I have some 8″ floppy dics left over from a DEC PDP-11 I used 30 years ago.
No one can read the data on them anymore, but it is safely stored on the disc!
Now, the 100+ year-old books I have still have retrievable data. Just sayin’.
Had a guy at work that used to put his 8 inch floppies in his desk drawer. Any time he left his desk he would put the desk phone in the same drawer. Didn’t take long for him to learn a valuable lesson when his discs got erased every time the phone rang while he was away. Yeah, we had a hand in it.
Out of curiosity, I did a view source on the NCO Duties page, and found it simple HTML which still renders remarkably well despite the use of *gasp* “table” markup. Something that likely can’t be said now for 80 percent of pages developed at the time.
Back in the day, for example, it wasn’t unusual to run across some really convoluted HTML generated by Microsoft Word. One of the amusing features of Dreamweaver when it was a Macromedia web development tool was a feature called “Clean MS Word.”
For anybody faced with the prospect of having to work with a lot of old HTML code, I would humbly suggest a couple of basic resources that might save time and a few headaches. The first is the usefulness of a pro grade text editor. I’ve used UltraEdit for years and swear by it. YMMV.
Another resource that’s been useful is the online Smashing Magazine which despite the goofy Brit name is actually a fairly thoughtful site for web design. Although it leans towards the artsy fartsy, it wouldn’t be unusual to, say, run across a discussion where somebody geeks out on Pantone colors, the writers don’t seem to be pretentious buttheads about it.
Ah, Pantone… at one point the gold standard for color shades in the computer business. Did have a rather flaky Taiwanese supplier once – when asked if he used Pantone Matching System, PMS, he just shook his head and said “No, but my girlfriend’s doctor said she had it last month.” True story.
Thanks for the heads-up on the site. It’s always nice to find resources like that.
Yes, Word did come up with some God-awful html templates in the same way Visual C came up with yuge code for a simple “Hello world” program.
I use TextPad myself. Ver’ nice.
Well all I can say is, “Thank you, Command Sergeant Major,” for top billing on your poetry page. I am indeed both flattered and honored. It will be good to have more of your work here, JD.
Thanks for your contributions, JD, here, there, and everywhere else.
Love it JD, saved/bookmarked your homepage for more future view and ejumacation. Personally I prefer the old school html, the ever changing new stuff CONSTANTLY fails to load on the page properly. (read: ” it’s shit”)
I recognize this archived website; I recall seeing it when I was a young Corporal in 1999. In fact, I bought a copy of “Three Meter Zone” at the MCSS in K’town (or it might have been Bliss a few years later). There’s always so much you can learn when folks give you stuff to read.

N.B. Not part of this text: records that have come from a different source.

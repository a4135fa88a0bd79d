use anchor_lang::prelude::*;

use crate::ledger::AccountRecord;

pub const VAULT_SEED: &[u8] = b"vault";
pub const COLLATERAL_SEED: &[u8] = b"collateral";
pub const DEBT_VAULT_SEED: &[u8] = b"debt_vault";
pub const POSITION_SEED: &[u8] = b"position";

#[account]
pub struct Vault {
    pub admin: Pubkey,
    pub debt_mint: Pubkey,
    pub debt_vault: Pubkey,
    pub collateral_vault: Pubkey,
    pub price_feed: Pubkey,
    pub total_deposited: u64,   // lamports claimed by open positions
    pub total_borrowed: u64,    // debt units owed by open positions
    pub seized_collateral: u64, // lamports taken over by liquidations
    pub bump: u8,
    pub collateral_bump: u8,
    pub debt_vault_bump: u8,
}

impl Vault {
    pub const SIZE: usize = 8 + // discriminator
        32 + // admin
        32 + // debt_mint
        32 + // debt_vault
        32 + // collateral_vault
        32 + // price_feed
        8 +  // total_deposited
        8 +  // total_borrowed
        8 +  // seized_collateral
        1 +  // bump
        1 +  // collateral_bump
        1;   // debt_vault_bump

    /// Move the pool totals from `before` to `after` for one position.
    pub fn track(&mut self, before: &AccountRecord, after: &AccountRecord) -> Result<()> {
        self.total_deposited = self
            .total_deposited
            .checked_sub(before.deposited)
            .and_then(|v| v.checked_add(after.deposited))
            .ok_or(VaultError::MathOverflow)?;
        self.total_borrowed = self
            .total_borrowed
            .checked_sub(before.borrowed_debt)
            .and_then(|v| v.checked_add(after.borrowed_debt))
            .ok_or(VaultError::MathOverflow)?;
        Ok(())
    }
}

#[account]
pub struct UserPosition {
    pub owner: Pubkey,
    pub vault: Pubkey,
    pub record: AccountRecord,
    pub bump: u8,
}

impl UserPosition {
    pub const SIZE: usize = 8 + // discriminator
        32 + // owner
        32 + // vault
        AccountRecord::SIZE +
        1;   // bump
}

#[event]
pub struct Deposited {
    pub amount: u64,
}

#[event]
pub struct Borrowed {
    pub requested: u64,
    pub collateral_equivalent: u64,
}

#[event]
pub struct PaidBack {
    pub repaid: u64,
    pub collateral_equivalent: u64,
}

#[event]
pub struct Withdrawn {
    pub amount: u64,
}

#[event]
pub struct Liquidated {
    pub account: Pubkey,
}

#[error_code]
pub enum VaultError {
    #[msg("Stale feed")]
    StaleFeed,
    #[msg("Not enough collateral")]
    InsufficientCollateral,
    #[msg("Not enough debt")]
    InsufficientDebt,
    #[msg("Asset transfer failed")]
    TransferFailed,
    #[msg("Unauthorized")]
    Unauthorized,
    #[msg("Good debt")]
    NoBadDebt,
    #[msg("Ledger underflow")]
    Underflow,
    #[msg("Invalid amount - must be greater than zero")]
    InvalidAmount,
    #[msg("Arithmetic overflow")]
    MathOverflow,
    #[msg("Invalid oracle quote")]
    InvalidQuote,
    #[msg("Price feed does not belong to this vault")]
    InvalidOracle,
}

#[cfg(test)]
mod tests {
    use super::*;

    fn vault() -> Vault {
        Vault {
            admin: Pubkey::new_unique(),
            debt_mint: Pubkey::new_unique(),
            debt_vault: Pubkey::new_unique(),
            collateral_vault: Pubkey::new_unique(),
            price_feed: Pubkey::new_unique(),
            total_deposited: 0,
            total_borrowed: 0,
            seized_collateral: 0,
            bump: 255,
            collateral_bump: 255,
            debt_vault_bump: 255,
        }
    }

    #[test]
    fn track_applies_position_delta() {
        let mut v = vault();
        let empty = AccountRecord::default();
        let opened = AccountRecord { deposited: 100, borrowed_debt: 40 };
        v.track(&empty, &opened).unwrap();
        assert_eq!((v.total_deposited, v.total_borrowed), (100, 40));

        let repaid = AccountRecord { deposited: 100, borrowed_debt: 10 };
        v.track(&opened, &repaid).unwrap();
        assert_eq!((v.total_deposited, v.total_borrowed), (100, 10));

        v.track(&repaid, &empty).unwrap();
        assert_eq!((v.total_deposited, v.total_borrowed), (0, 0));
    }

    #[test]
    fn track_rejects_position_larger_than_totals() {
        let mut v = vault();
        let ghost = AccountRecord { deposited: 1, borrowed_debt: 0 };
        assert_eq!(
            v.track(&ghost, &AccountRecord::default()).unwrap_err(),
            VaultError::MathOverflow.into()
        );
    }
}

Got it bookmarked… love your contributions here, JD – ope to keep seeing them here and at your website in the future.
Definitely hand-coded! But still looks nice, JD. Makes me realize how much packages like WordPress or Moveable Type have contributed to blogging.
If you use the link I include to my (currently quiescent) blog, it’s easy to get to my own website, also pretty much self-designed back around 2002. I like to keep things simple.